天高雲淡。
一隻黑色的鴿子帶着勁急的哨音,飛過秋草枯黃的渭水平原,飛過南山,飛進溝壑縱橫的綠色蒼茫之中。
山山水水在緩慢的向後退去,黑色鴿子象永遠不停的箭頭,向着東南疾飛。
這是黃河水系和長江水系之間的萬千群山。
這片群山在渭水南岸的百裡之遙拔地而起,橫空出世,形成第一道高峰絕谷,時人叫做南山,後人稱為秦嶺。
天下水流從這道南山分開,北面的河流絕大部分流入黃河,南面的河流絕大部分流入長江。
這南山便成為大河流域和江水流域的分水嶺。
古人将四條獨立入海的大川稱為“四渎”,就是河(黃河)、江(長江)、淮(淮水)、濟(濟水)。
“四渎”的主要支脈為“八流”,分别是渭水、洛水(黃河支脈),漢水、沔水(長江支脈),颍水、汝水、泗水、沂水(淮水支脈)。
這“四渎八流”是具有神性的大水,其他河川不能與之相提并論。
其所以如此,原因有兩個。
一是這“四渎八流”都源出名山,河出昆侖,江出岷山,濟出王屋,淮出桐柏。
“八流”中的沂水最小,而且先流入泗水再流入淮水,是支流的支流,但因為它發源于神聖的泰山,所以跻身于名水之中。
二則是,“四渎八流”流經的區域都是王化文明區域,楚國嶺南的幾條大川因在蠻荒山野,所以不能進入名水。
在“四渎八流”中,最大的自然是黃河長江。
古人為了表示對這兩條大川的敬畏,采用了獨一無二的稱謂,黃河叫“河”,長江叫“江”,其餘河流一律叫做“水”。
天下隻有一條“河”,一條“江”。
說到“河”字,那一定确鑿無疑的是黃河,說到“江”字,則确鑿無疑的是長江。
在古人的觀念裡,山是水的生命之源,山水相連,山生水,水養萬物。
茫茫蒼蒼的群山是天地的支柱,是一切生命的陽性之根。
山将水分割開來,框定起來,鬼斧神工般雕出驚險奇絕的峽谷險灘千尺飛瀑,将萬千的生命姿态賦予本無定性的流水。
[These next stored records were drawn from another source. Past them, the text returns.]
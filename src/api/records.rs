//! Generic record operations against the backend REST API.

use serde::de::DeserializeOwned;
use serde_json::Value;

use crate::error::ApiError;
use crate::model::{RecordId, StatusAction};
use crate::schema::EntityConfig;
use crate::transport::HttpTransport;

pub struct RecordApi;

impl RecordApi {
    /// Fetch the whole collection. The backend paginates nothing; slicing is
    /// the caller's job.
    pub async fn list(
        transport: &HttpTransport,
        entity: &EntityConfig,
    ) -> Result<Vec<Value>, ApiError> {
        let body = transport.get_json(&entity.collection_path()).await?;
        Ok(serde_json::from_value(body)?)
    }

    /// Fetch the collection into typed records.
    pub async fn list_as<T>(
        transport: &HttpTransport,
        entity: &EntityConfig,
    ) -> Result<Vec<T>, ApiError>
    where
        T: DeserializeOwned,
    {
        let body = transport.get_json(&entity.collection_path()).await?;
        Ok(serde_json::from_value(body)?)
    }

    pub async fn fetch(
        transport: &HttpTransport,
        entity: &EntityConfig,
        id: &RecordId,
    ) -> Result<Value, ApiError> {
        transport.get_json(&entity.record_path(id)).await
    }

    pub async fn create(
        transport: &HttpTransport,
        entity: &EntityConfig,
        body: &Value,
    ) -> Result<(), ApiError> {
        transport.post_json(&entity.collection_path(), body).await
    }

    /// Update one record; the path follows the entity's update style.
    pub async fn update(
        transport: &HttpTransport,
        entity: &EntityConfig,
        id: &RecordId,
        body: &Value,
    ) -> Result<(), ApiError> {
        transport.put_json(&entity.update_path(id), body).await
    }

    pub async fn delete(
        transport: &HttpTransport,
        entity: &EntityConfig,
        id: &RecordId,
    ) -> Result<(), ApiError> {
        transport.delete(&entity.record_path(id)).await
    }

    /// Move a record through the validate action. No body.
    pub async fn validate_record(
        transport: &HttpTransport,
        entity: &EntityConfig,
        id: &RecordId,
    ) -> Result<(), ApiError> {
        transport
            .put_empty(&entity.action_path(StatusAction::Validate, id))
            .await
    }

    /// Transform endpoint; the body carries the full record with its new
    /// status already set.
    pub async fn transform(
        transport: &HttpTransport,
        entity: &EntityConfig,
        id: &RecordId,
        body: &Value,
    ) -> Result<(), ApiError> {
        transport
            .put_json(&entity.action_path(StatusAction::Transform, id), body)
            .await
    }
}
水将山擁抱起來,描繪起來,使層巒疊嶂的群山長青蒼翠,虎嘯猿啼,鳥鳴花香,多姿多彩的矗立在天地之間。
名山大川相依存的地區,必生出天地靈氣,孕育出超凡人物,流播着瑰麗的故事。
黑鴿子飛進的這片茫茫大山,北挽黃河,南擁長江,從西北到東南橫亘千裡,人迹罕至,是天地元氣最為充沛的隐秘之地。
當先民們還在穿獸皮食野果的時候,有個被呼為神農氏的奇人,就在這片大山中嘗遍百草,不但發現了許多可吃的野果,還采集奇異的靈草靈花當作藥材,年年月月的治病救人。
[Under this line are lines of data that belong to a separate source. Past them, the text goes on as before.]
//! Example consumer: a separate Rust project that uses gescom-sdk as a dependency.
//!
//! Run from repo root: `cargo run -p example-consumer`
//! Talks to the backend at `GESCOM_BASE_URL` (default http://localhost:8080).

use gescom_sdk::{
    Catalog, Config, EntityKind, FieldPath, FormSession, HttpTransport, ListColumn, ListSession,
    LoadState, Route, SubmitOutcome,
};

#[tokio::main]
async fn main() -> Result<(), Box<dyn std::error::Error>> {
    dotenvy::dotenv().ok();
    tracing_subscriber::fmt()
        .with_env_filter(
            tracing_subscriber::EnvFilter::try_from_default_env()
                .unwrap_or_else(|_| tracing_subscriber::EnvFilter::new("gescom_sdk=info")),
        )
        .init();

    let config = Config::from_env();
    let catalog = Catalog::new();
    catalog.validate()?;
    let transport = HttpTransport::new(&config)?;
    tracing::info!(base_url = %config.base_url, "gescom consumer starting");

    // Client list with pagination, the way a list screen drives it.
    let clients = catalog
        .entity(EntityKind::Client)
        .ok_or("client entity missing")?;
    let mut client_list = ListSession::new(clients);
    client_list.open(&transport).await;
    match client_list.state() {
        LoadState::Ready => {
            println!(
                "clients: {} record(s), {} page(s) of {}",
                client_list.pager().total(),
                client_list.pager().page_count(),
                client_list.pager().page_size(),
            );
            for index in client_list.page_indices() {
                let name = client_list.cell(index, ListColumn::Field(FieldPath::top("companyName")));
                let city = client_list.cell(index, ListColumn::Field(FieldPath::top("city")));
                println!("  - {name} ({city})");
            }
            if let Some(first) = client_list.rows().first() {
                let client: gescom_sdk::model::Client = serde_json::from_value(first.clone())?;
                println!("  first client typed: {} <{}>", client.company_name, client.email);
            }
        }
        LoadState::Failed(error) => {
            tracing::error!(%error, "backend unreachable; showing the offline surface only");
            demo_routes(&catalog);
            return Ok(());
        }
        LoadState::Loading => {}
    }

    // Create a product through a form session.
    let products = catalog
        .entity(EntityKind::Product)
        .ok_or("product entity missing")?;
    let mut form = FormSession::new(products, None, None);
    form.load_feeds(&transport).await;
    form.set_field(FieldPath::top("label"), "Standing desk")?;
    form.set_field(FieldPath::top("reference"), "SD-200")?;
    form.set_field(FieldPath::top("priceExclTax"), "249.9")?;
    form.set_field(FieldPath::top("unity"), "unit")?;
    form.set_field(FieldPath::top("qualification"), "furniture")?;
    form.set_field(FieldPath::top("tax"), "20")?;
    match form.submit(&transport).await {
        SubmitOutcome::Saved(route) => println!("product saved; navigate to {}", route.href()),
        SubmitOutcome::Rejected => println!("product draft rejected by validation"),
        SubmitOutcome::Failed(error) => tracing::error!(%error, "product submit failed"),
    }

    // Quotation statuses and the actions their status table allows.
    let quotations = catalog
        .entity(EntityKind::Quotation)
        .ok_or("quotation entity missing")?;
    let mut quotation_list = ListSession::new(quotations);
    quotation_list.open(&transport).await;
    if quotation_list.is_ready() {
        for index in quotation_list.page_indices() {
            let client = quotation_list.cell(index, ListColumn::Field(FieldPath::top("clientId")));
            let status = quotation_list.cell(index, ListColumn::Status);
            let actions = quotation_list.row_actions(index);
            println!("  quotation for {client}: {status}, actions {actions:?}");
        }
    }

    demo_routes(&catalog);
    Ok(())
}

fn demo_routes(catalog: &Catalog) {
    for href in [
        "/accountant-list",
        "/quotation/3?editMode=true",
        "/quotation-transform/3",
    ] {
        match Route::parse(href, catalog) {
            Some(route) => println!("route {href} -> {route:?}"),
            None => println!("route {href} -> unknown"),
        }
    }
}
神農氏牛頭人身,一步一步的從南山進入這片無名群山,踏遍了這片大山的每一個山頭每一道峽谷,回到人群送藥的時候還要教人們耕種。
為了登山采藥,他發明了挖土的耒和耜。
他将這兩種工具傳授給人們,使先民們能夠開墾荒地耕種莊稼,不再忍饑挨餓。
年複一年的跋涉奔波,神農氏終于累死在這片莽蒼蒼的群山之中,再也沒有回到人們中間。
先民們從渭水出發,進入南山,在這片無名大山中尋找了三年,也沒有找到牛頭人身的神農氏。
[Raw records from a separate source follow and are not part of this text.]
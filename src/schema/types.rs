//! Schema types describing each entity's form and list surface.

use std::fmt;

use crate::model::{EntityKind, IdKind, RecordId, StatusAction};

/// One-level structured field path, e.g. `companyName` or `address.city`.
#[derive(Clone, Copy, Debug, PartialEq, Eq, PartialOrd, Ord, Hash)]
pub struct FieldPath {
    pub root: &'static str,
    pub leaf: Option<&'static str>,
}

impl FieldPath {
    pub const fn top(root: &'static str) -> Self {
        Self { root, leaf: None }
    }

    pub const fn nested(root: &'static str, leaf: &'static str) -> Self {
        Self {
            root,
            leaf: Some(leaf),
        }
    }

    /// Value this path points at inside a record payload.
    pub fn value_in<'v>(&self, record: &'v serde_json::Value) -> Option<&'v serde_json::Value> {
        match self.leaf {
            Some(leaf) => record.get(self.root)?.get(leaf),
            None => record.get(self.root),
        }
    }
}

impl fmt::Display for FieldPath {
    fn fmt(&self, f: &mut fmt::Formatter<'_>) -> fmt::Result {
        match self.leaf {
            Some(leaf) => write!(f, "{}.{}", self.root, leaf),
            None => f.write_str(self.root),
        }
    }
}

/// Reference data a select field draws its options from.
#[derive(Clone, Copy, Debug, PartialEq, Eq, Hash)]
pub enum FeedKind {
    Cities,
    Countries,
    Clients,
    Products,
    Customers,
}

impl FeedKind {
    pub fn path(self) -> &'static str {
        match self {
            FeedKind::Cities => "/api/v1/cities",
            FeedKind::Countries => "/api/v1/countries",
            FeedKind::Clients => "/api/v1/clients",
            FeedKind::Products => "/api/v1/products",
            FeedKind::Customers => "/api/v1/customers",
        }
    }

    /// Feeds whose option values are record ids rather than display names.
    pub fn is_id_valued(self) -> bool {
        matches!(
            self,
            FeedKind::Clients | FeedKind::Products | FeedKind::Customers
        )
    }
}

#[derive(Clone, Copy, Debug, PartialEq, Eq)]
pub enum FieldKind {
    Text,
    Number,
    Email,
    Select(FeedKind),
}

#[derive(Clone, Debug)]
pub struct FieldSpec {
    pub path: FieldPath,
    pub kind: FieldKind,
    pub required: bool,
    /// Shown as a column on the list screen.
    pub listed: bool,
}

/// How updates address the backend.
#[derive(Clone, Copy, Debug, PartialEq, Eq)]
pub enum UpdateStyle {
    /// `PUT /api/v1/{segment}/{id}`
    ById,
    /// `PUT /api/v1/{segment}/update/{id}`
    ActionPath,
}

/// Where a successful save navigates.
#[derive(Clone, Copy, Debug, PartialEq, Eq)]
pub enum AfterSave {
    Home,
    OwnList,
}

/// Substitute a display label for a raw foreign id on list screens.
#[derive(Clone, Debug)]
pub struct LookupJoin {
    pub field: FieldPath,
    pub feed: FeedKind,
}

#[derive(Clone, Debug)]
pub struct EntityConfig {
    pub kind: EntityKind,
    /// API collection segment, e.g. `accountants` in `/api/v1/accountants`.
    pub path_segment: &'static str,
    pub id_kind: IdKind,
    pub fields: Vec<FieldSpec>,
    /// Wire key of the status field when the entity carries one.
    pub status_field: Option<&'static str>,
    /// Show the status as the leading list column.
    pub status_listed: bool,
    pub status_actions: &'static [StatusAction],
    pub update_style: UpdateStyle,
    pub after_save: AfterSave,
    /// Whether the list screen offers an edit entry.
    pub edit_in_list: bool,
    /// Quotation product lines.
    pub has_lines: bool,
    /// Auto-fill `customerId` from the customer feed.
    pub auto_customer: bool,
    pub lookup: Option<LookupJoin>,
}

impl EntityConfig {
    pub fn collection_path(&self) -> String {
        format!("/api/v1/{}", self.path_segment)
    }

    pub fn record_path(&self, id: &RecordId) -> String {
        format!("/api/v1/{}/{}", self.path_segment, id)
    }

    pub fn update_path(&self, id: &RecordId) -> String {
        match self.update_style {
            UpdateStyle::ById => self.record_path(id),
            UpdateStyle::ActionPath => format!("/api/v1/{}/update/{}", self.path_segment, id),
        }
    }

    pub fn action_path(&self, action: StatusAction, id: &RecordId) -> String {
        format!(
            "/api/v1/{}/{}/{}",
            self.path_segment,
            action.path_segment(),
            id
        )
    }

    pub fn field(&self, path: FieldPath) -> Option<&FieldSpec> {
        self.fields.iter().find(|f| f.path == path)
    }

    pub fn listed_fields(&self) -> impl Iterator<Item = &FieldSpec> {
        self.fields.iter().filter(|f| f.listed)
    }

    /// Distinct feeds this entity draws on, in schema order.
    pub fn feeds(&self) -> Vec<FeedKind> {
        let mut feeds = Vec::new();
        for field in &self.fields {
            if let FieldKind::Select(feed) = field.kind {
                if !feeds.contains(&feed) {
                    feeds.push(feed);
                }
            }
        }
        if self.has_lines && !feeds.contains(&FeedKind::Products) {
            feeds.push(FeedKind::Products);
        }
        if self.auto_customer && !feeds.contains(&FeedKind::Customers) {
            feeds.push(FeedKind::Customers);
        }
        feeds
    }
}

#[cfg(test)]
mod tests {
    use super::*;

    #[test]
    fn field_paths_display() {
        assert_eq!(FieldPath::top("email").to_string(), "email");
        assert_eq!(
            FieldPath::nested("address", "city").to_string(),
            "address.city"
        );
    }

    #[test]
    fn update_paths_follow_style() {
        let id = RecordId::Int(4);
        let mut entity = EntityConfig {
            kind: EntityKind::Accountant,
            path_segment: "accountants",
            id_kind: IdKind::Int,
            fields: Vec::new(),
            status_field: None,
            status_listed: false,
            status_actions: &[],
            update_style: UpdateStyle::ById,
            after_save: AfterSave::Home,
            edit_in_list: true,
            has_lines: false,
            auto_customer: false,
            lookup: None,
        };
        assert_eq!(entity.update_path(&id), "/api/v1/accountants/4");
        entity.update_style = UpdateStyle::ActionPath;
        assert_eq!(entity.update_path(&id), "/api/v1/accountants/update/4");
        assert_eq!(
            entity.action_path(StatusAction::Validate, &id),
            "/api/v1/accountants/validate/4"
        );
    }
}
先民們都說,神農氏嘗完了百草,采完了藥材,教會了人們耕作,人間的事辦完了,一定是回天上歇乏去了。
從此,這片茫茫青山就叫了大神農山。
先民們看見這片茫茫青山,就想起了牛頭人身堅韌博大的神農氏。
先民們怕驚動神農氏的長眠,相約從此不再踏進這片青山。
成千上萬年時光流去,這片青山就變成了人迹罕至的茫茫林海。
淡淡白雲下,秀峰疊起,刺破青天。
林木蕭森,離離蔚蔚,峽谷峻絕,水流如帶,全然不見人間煙火,唯聞長風掠過林海的隐隐濤聲。
在這淹沒一切的茫茫綠色中,沒有人能夠分清方向,沒有人能夠走出走進這片無垠的山海。
但是,那隻黑色的鴿子依舊頑強的飛向茫茫青山的深處,碧藍的天空,響徹着嗡嗡嗡的哨音。